__GOAL OF THE EXERCISE__
Set down exactly the lines below between the line holding "Zero the delay line" and the line holding "line still advances)", inclusive; no other line belongs in the answer.

---

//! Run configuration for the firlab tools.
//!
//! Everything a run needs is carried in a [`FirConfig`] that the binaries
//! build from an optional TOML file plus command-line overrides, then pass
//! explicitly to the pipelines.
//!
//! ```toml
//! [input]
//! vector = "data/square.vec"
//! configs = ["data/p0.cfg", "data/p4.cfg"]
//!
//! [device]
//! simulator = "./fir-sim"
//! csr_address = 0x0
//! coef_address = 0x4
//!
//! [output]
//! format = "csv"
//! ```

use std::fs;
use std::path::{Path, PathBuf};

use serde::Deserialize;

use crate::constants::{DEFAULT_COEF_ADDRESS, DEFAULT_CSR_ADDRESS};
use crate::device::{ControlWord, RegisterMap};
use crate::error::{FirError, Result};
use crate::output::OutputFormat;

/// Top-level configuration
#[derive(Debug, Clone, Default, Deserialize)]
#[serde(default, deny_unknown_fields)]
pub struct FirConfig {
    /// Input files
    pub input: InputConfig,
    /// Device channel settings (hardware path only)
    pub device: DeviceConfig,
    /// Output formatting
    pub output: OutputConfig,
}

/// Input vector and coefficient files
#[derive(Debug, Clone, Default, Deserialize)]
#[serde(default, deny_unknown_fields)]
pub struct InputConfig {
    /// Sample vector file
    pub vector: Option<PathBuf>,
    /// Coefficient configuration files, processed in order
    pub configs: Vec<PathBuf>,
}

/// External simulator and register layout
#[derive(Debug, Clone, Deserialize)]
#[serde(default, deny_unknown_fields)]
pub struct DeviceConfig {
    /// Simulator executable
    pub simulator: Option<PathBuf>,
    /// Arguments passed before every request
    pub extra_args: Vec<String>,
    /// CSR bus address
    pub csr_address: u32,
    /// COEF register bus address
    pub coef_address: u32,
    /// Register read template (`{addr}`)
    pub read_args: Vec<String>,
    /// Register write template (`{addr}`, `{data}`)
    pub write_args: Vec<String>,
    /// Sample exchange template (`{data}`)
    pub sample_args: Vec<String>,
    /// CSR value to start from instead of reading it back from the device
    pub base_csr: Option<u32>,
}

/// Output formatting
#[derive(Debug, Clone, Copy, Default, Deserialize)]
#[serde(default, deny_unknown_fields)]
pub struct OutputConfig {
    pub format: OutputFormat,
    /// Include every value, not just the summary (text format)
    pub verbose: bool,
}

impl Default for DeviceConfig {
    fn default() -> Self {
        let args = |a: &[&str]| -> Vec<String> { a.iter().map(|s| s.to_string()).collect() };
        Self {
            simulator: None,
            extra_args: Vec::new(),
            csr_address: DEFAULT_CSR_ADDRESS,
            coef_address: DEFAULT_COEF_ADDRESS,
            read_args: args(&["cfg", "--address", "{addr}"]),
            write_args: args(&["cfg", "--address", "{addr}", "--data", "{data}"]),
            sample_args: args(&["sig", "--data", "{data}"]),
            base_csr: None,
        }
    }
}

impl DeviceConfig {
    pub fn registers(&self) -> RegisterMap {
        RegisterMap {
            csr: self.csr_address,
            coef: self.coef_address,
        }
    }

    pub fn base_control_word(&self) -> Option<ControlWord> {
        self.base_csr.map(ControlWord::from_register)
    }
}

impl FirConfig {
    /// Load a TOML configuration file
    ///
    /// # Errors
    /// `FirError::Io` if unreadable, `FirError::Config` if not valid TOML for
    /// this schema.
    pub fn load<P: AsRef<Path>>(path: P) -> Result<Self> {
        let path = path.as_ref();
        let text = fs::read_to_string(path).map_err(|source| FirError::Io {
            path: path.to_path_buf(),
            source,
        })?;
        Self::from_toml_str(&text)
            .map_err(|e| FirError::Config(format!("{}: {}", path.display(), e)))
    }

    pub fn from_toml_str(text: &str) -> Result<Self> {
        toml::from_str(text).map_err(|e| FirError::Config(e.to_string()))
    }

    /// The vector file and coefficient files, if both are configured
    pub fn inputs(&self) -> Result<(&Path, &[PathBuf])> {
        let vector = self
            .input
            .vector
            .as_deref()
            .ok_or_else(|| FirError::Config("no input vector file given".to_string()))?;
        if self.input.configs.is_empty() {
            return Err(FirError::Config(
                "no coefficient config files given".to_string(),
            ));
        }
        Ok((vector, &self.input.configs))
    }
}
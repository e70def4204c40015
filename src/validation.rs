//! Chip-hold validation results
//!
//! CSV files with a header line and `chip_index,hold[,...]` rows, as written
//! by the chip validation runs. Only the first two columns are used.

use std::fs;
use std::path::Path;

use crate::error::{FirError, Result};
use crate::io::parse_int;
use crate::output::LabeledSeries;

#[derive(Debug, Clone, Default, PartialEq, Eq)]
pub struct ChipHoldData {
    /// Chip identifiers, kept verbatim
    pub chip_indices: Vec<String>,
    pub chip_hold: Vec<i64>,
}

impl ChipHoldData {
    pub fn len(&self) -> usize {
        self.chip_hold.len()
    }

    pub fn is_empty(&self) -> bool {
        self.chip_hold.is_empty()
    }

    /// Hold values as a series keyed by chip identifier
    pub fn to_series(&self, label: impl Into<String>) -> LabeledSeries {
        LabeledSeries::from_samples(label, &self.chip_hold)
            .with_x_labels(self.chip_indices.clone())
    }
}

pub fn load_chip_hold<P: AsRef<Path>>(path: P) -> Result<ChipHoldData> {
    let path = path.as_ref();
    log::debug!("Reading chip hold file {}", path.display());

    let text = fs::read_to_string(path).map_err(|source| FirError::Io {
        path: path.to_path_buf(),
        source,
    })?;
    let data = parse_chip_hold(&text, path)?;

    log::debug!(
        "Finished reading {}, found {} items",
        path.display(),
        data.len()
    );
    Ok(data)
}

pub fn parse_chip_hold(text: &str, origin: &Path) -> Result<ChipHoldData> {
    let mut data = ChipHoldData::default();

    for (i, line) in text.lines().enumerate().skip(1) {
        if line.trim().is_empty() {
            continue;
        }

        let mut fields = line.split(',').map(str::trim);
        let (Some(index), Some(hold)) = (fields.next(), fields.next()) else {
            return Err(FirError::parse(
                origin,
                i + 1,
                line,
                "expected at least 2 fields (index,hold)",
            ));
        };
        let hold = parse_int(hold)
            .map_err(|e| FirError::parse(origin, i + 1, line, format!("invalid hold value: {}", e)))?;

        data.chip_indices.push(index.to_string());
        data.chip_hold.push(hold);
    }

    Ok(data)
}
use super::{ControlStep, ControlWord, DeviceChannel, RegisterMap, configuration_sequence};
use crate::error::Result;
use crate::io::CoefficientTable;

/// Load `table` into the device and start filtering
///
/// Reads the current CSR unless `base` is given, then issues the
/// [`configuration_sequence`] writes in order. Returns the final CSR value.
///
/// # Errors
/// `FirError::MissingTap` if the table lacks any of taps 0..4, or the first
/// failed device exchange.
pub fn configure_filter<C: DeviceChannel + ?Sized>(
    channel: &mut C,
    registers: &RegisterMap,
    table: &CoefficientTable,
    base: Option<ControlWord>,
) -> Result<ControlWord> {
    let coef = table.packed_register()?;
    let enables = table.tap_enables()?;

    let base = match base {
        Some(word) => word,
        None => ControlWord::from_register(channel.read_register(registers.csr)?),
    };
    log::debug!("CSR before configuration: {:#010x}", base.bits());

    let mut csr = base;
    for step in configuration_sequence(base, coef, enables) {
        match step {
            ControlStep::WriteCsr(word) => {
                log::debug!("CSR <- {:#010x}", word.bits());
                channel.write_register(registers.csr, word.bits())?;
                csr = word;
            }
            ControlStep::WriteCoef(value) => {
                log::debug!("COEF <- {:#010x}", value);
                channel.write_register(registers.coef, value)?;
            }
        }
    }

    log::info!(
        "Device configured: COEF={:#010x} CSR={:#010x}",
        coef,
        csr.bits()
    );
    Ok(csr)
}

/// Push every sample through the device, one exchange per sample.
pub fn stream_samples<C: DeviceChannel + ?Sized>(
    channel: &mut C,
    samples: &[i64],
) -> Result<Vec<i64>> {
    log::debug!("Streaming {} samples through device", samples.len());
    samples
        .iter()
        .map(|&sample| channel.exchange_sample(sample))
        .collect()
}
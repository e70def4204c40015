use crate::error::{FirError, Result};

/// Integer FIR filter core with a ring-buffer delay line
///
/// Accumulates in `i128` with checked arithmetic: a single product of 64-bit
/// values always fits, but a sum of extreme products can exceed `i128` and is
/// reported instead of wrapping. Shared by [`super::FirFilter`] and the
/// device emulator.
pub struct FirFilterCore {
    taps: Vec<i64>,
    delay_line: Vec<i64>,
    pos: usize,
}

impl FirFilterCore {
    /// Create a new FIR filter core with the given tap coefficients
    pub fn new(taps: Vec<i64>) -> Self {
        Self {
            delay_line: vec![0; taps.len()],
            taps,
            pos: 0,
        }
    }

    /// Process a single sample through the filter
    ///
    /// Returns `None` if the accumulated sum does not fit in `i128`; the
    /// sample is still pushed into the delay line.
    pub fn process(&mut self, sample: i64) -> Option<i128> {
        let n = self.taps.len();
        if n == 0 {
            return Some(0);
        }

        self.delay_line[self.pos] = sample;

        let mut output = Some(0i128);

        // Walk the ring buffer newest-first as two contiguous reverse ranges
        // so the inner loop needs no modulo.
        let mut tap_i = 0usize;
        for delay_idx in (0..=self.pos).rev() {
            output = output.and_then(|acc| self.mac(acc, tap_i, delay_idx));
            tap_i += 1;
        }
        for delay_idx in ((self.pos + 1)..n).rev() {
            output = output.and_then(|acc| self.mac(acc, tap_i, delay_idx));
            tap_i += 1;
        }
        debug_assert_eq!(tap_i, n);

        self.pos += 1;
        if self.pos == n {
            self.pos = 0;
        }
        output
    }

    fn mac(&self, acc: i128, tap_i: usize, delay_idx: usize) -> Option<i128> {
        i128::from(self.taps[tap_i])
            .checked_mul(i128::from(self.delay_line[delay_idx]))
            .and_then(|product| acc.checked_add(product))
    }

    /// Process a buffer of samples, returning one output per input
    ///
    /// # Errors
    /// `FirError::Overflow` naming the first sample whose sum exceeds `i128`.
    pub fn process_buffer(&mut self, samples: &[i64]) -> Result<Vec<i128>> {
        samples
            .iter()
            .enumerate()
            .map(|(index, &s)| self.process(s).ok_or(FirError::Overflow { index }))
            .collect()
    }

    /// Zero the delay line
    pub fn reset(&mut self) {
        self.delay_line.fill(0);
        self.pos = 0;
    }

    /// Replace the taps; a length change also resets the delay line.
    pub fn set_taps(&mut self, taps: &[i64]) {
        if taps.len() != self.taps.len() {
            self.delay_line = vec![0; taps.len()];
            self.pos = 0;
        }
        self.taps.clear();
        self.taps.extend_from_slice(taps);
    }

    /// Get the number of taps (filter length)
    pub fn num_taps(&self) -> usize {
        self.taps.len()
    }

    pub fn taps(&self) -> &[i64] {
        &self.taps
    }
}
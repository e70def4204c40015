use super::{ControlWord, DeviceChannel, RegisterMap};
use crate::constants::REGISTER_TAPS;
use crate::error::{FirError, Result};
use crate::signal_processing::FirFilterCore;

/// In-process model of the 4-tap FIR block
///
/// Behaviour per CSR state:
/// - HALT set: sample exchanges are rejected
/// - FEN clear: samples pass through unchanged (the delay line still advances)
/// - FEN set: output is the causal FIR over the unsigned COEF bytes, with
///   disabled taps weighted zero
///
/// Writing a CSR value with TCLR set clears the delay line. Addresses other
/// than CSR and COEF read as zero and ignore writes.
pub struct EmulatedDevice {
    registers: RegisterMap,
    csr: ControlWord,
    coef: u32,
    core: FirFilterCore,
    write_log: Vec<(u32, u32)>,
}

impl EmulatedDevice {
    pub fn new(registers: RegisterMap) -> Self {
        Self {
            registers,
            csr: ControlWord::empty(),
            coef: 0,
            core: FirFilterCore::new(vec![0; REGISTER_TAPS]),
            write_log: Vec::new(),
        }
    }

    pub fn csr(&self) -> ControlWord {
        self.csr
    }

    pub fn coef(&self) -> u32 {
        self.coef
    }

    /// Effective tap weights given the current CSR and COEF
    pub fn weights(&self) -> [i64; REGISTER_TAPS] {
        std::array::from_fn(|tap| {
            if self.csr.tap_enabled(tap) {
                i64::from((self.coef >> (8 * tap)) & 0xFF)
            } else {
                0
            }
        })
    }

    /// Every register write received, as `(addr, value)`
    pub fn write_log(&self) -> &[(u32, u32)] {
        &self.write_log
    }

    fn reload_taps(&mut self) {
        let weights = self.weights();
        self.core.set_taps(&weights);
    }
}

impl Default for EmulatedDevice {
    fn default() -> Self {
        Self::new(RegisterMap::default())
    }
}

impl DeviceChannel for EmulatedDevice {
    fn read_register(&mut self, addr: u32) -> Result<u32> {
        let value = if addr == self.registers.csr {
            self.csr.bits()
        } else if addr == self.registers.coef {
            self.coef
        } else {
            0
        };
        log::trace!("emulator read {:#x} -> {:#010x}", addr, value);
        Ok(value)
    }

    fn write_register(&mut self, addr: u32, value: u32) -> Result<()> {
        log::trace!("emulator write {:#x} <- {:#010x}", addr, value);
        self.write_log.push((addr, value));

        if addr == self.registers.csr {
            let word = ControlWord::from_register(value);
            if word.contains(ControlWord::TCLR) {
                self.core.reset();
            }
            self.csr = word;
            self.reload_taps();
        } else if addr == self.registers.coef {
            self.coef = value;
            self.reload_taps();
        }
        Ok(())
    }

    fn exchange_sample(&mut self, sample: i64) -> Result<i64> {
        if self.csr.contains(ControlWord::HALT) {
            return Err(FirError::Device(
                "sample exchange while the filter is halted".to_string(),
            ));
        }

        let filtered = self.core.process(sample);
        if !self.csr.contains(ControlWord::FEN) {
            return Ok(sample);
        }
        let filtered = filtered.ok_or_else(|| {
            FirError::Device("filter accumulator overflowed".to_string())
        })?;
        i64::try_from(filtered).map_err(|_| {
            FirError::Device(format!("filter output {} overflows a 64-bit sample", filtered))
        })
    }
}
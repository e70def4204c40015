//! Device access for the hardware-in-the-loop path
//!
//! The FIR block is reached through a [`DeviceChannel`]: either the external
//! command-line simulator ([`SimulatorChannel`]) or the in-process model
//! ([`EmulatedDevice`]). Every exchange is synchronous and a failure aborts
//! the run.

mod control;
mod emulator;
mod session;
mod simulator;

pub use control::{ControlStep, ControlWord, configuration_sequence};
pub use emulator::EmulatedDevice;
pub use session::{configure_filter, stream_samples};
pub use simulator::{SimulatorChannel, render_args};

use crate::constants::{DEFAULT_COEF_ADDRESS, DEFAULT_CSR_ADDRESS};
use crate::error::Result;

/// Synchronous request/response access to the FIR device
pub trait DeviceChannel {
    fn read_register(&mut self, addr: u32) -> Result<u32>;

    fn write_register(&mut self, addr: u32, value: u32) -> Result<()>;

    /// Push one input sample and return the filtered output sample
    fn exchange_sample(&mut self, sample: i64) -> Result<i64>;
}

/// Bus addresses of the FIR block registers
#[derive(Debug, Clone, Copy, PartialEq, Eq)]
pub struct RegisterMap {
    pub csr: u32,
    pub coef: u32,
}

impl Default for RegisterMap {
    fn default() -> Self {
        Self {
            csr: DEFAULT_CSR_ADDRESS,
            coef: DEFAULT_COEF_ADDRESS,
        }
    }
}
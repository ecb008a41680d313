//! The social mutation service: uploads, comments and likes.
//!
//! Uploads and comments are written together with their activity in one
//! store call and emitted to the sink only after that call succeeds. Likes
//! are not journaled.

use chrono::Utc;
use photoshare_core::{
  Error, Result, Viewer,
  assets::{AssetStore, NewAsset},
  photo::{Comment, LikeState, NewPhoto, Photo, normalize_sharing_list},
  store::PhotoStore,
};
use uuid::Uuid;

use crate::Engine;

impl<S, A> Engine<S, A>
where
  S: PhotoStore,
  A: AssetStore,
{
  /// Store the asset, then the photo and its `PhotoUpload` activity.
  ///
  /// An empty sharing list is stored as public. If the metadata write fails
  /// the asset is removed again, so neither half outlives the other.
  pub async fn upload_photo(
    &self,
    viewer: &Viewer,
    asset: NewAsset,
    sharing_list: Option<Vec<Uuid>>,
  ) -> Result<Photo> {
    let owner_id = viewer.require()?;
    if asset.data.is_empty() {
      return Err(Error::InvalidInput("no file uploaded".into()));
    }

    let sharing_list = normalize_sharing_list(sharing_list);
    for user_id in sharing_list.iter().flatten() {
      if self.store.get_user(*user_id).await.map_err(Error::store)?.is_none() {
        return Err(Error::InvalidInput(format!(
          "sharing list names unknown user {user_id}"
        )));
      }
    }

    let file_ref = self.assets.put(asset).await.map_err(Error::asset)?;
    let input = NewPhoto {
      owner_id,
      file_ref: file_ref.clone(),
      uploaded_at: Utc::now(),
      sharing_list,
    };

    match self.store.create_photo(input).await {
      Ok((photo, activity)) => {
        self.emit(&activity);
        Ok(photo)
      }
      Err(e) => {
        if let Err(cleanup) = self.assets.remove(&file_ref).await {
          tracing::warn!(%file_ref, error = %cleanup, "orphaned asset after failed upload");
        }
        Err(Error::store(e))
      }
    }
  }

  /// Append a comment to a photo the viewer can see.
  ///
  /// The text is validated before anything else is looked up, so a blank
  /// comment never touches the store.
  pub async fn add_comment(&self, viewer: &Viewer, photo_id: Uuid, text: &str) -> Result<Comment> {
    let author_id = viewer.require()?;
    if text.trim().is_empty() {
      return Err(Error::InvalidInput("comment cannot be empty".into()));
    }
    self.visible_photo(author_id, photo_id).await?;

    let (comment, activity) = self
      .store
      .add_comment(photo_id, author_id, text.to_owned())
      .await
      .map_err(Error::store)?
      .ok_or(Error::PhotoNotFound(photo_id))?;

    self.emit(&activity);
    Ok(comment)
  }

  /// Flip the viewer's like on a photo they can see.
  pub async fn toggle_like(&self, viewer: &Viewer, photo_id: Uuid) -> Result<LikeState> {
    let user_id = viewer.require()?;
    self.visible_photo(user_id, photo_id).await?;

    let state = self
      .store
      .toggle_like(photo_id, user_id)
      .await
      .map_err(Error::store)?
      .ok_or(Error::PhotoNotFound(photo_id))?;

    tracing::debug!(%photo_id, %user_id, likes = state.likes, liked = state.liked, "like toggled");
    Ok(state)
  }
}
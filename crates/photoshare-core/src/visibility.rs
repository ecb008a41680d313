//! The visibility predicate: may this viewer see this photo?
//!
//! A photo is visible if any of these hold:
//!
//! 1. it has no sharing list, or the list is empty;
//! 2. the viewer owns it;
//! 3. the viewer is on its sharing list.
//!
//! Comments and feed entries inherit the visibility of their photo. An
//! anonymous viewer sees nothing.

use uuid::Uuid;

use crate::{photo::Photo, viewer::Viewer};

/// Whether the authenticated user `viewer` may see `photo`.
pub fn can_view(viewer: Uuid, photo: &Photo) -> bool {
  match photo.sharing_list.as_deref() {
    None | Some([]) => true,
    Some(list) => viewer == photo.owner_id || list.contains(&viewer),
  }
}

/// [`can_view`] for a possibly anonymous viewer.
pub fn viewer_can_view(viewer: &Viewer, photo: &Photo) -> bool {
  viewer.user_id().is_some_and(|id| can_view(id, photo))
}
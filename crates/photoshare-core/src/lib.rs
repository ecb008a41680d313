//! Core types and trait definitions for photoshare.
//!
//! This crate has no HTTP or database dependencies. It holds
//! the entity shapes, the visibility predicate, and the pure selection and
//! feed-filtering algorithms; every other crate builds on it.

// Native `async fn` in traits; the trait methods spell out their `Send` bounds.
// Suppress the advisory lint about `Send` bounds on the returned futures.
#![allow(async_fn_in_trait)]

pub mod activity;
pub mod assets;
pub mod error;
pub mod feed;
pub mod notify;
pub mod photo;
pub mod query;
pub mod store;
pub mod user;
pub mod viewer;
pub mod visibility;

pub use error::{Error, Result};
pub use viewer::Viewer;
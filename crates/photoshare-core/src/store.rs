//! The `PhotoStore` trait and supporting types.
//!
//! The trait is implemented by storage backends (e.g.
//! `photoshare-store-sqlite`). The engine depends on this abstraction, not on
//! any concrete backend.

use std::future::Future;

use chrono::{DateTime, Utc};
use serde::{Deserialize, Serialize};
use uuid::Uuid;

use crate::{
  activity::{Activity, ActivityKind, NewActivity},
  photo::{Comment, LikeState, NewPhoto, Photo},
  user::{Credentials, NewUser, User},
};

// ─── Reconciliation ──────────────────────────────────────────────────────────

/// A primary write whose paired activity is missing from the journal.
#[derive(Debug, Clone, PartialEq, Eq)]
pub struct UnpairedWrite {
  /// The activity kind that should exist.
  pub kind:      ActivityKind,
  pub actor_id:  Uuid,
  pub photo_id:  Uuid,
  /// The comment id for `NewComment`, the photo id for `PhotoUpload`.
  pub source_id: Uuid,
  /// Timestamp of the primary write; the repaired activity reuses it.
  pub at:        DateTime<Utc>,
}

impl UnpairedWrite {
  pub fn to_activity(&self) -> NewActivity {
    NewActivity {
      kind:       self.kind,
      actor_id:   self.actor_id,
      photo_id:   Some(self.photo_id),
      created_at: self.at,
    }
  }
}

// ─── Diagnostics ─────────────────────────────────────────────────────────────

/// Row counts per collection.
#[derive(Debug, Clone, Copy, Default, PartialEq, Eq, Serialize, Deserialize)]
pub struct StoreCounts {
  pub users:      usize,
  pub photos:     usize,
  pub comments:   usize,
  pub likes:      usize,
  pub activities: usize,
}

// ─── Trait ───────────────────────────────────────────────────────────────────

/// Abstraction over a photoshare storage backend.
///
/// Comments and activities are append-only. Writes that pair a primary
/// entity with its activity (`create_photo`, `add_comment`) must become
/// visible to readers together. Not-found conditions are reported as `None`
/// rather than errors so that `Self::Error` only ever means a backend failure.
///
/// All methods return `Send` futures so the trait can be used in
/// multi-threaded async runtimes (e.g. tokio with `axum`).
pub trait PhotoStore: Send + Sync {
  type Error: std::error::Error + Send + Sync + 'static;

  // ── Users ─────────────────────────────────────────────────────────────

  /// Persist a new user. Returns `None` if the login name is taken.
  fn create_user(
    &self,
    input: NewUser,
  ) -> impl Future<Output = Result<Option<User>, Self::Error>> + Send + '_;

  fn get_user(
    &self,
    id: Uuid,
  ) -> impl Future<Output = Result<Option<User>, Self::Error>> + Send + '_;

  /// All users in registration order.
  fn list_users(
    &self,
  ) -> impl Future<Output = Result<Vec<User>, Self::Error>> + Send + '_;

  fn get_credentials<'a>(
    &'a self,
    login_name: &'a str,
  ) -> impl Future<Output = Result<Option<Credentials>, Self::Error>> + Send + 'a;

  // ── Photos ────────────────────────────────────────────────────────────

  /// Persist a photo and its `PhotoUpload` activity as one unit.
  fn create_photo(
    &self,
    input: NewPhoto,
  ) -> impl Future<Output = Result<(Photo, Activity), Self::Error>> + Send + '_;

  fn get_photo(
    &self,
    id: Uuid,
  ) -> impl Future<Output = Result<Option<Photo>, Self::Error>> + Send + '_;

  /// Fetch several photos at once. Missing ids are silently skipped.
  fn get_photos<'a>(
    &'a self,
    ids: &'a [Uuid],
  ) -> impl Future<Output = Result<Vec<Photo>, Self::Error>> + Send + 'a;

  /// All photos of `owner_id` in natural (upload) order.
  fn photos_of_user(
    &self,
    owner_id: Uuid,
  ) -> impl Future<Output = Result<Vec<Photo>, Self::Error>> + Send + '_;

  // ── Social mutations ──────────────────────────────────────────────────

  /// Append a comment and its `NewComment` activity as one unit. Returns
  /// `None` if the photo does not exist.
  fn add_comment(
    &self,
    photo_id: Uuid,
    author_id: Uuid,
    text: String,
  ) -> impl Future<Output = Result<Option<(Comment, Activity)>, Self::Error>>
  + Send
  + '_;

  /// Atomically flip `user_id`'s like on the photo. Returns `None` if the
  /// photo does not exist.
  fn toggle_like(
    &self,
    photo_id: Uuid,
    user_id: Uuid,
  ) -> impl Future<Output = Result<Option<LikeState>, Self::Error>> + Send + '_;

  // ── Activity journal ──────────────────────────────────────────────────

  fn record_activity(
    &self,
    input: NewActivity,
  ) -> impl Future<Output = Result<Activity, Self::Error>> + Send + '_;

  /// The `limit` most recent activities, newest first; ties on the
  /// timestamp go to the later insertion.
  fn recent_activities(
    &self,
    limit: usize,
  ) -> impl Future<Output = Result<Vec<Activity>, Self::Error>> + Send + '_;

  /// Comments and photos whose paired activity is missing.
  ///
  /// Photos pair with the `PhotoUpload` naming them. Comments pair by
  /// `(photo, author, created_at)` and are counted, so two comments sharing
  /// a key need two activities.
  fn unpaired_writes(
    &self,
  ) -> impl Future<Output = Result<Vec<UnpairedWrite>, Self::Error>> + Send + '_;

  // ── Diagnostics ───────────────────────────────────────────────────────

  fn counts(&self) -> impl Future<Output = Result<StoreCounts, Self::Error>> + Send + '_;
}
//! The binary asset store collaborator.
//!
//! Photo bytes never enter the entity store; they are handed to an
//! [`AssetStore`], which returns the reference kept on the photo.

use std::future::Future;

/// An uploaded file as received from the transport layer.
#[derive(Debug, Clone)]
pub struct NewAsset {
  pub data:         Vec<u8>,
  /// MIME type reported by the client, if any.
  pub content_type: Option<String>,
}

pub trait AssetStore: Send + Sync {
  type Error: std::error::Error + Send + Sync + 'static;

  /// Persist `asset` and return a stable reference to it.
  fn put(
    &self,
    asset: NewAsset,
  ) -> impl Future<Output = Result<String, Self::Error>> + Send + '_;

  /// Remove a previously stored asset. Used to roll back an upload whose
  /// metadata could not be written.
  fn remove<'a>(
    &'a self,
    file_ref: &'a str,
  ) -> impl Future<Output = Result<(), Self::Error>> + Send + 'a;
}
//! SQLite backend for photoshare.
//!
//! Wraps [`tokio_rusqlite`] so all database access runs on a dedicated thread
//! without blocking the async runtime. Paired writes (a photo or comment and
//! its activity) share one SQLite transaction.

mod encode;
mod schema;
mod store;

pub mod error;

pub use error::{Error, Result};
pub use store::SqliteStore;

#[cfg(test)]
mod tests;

---

__RESPONSE BOX__
    /// Zero the delay line
    pub fn reset(&mut self) {
        self.delay_line.fill(0);
        self.pos = 0;
    }

    /// Replace the taps; a length change also resets the delay line.
    pub fn set_taps(&mut self, taps: &[i64]) {
        if taps.len() != self.taps.len() {
            self.delay_line = vec![0; taps.len()];
            self.pos = 0;
        }
        self.taps.clear();
        self.taps.extend_from_slice(taps);
    }

    /// Get the number of taps (filter length)
    pub fn num_taps(&self) -> usize {
        self.taps.len()
    }

    pub fn taps(&self) -> &[i64] {
        &self.taps
    }
}
repository e70def4204c40015
use super::{ControlWord, DeviceChannel, RegisterMap};
use crate::constants::REGISTER_TAPS;
use crate::error::{FirError, Result};
use crate::signal_processing::FirFilterCore;

/// In-process model of the 4-tap FIR block
///
/// Behaviour per CSR state:
/// - HALT set: sample exchanges are rejected
/// - FEN clear: samples pass through unchanged (the delay line still advances)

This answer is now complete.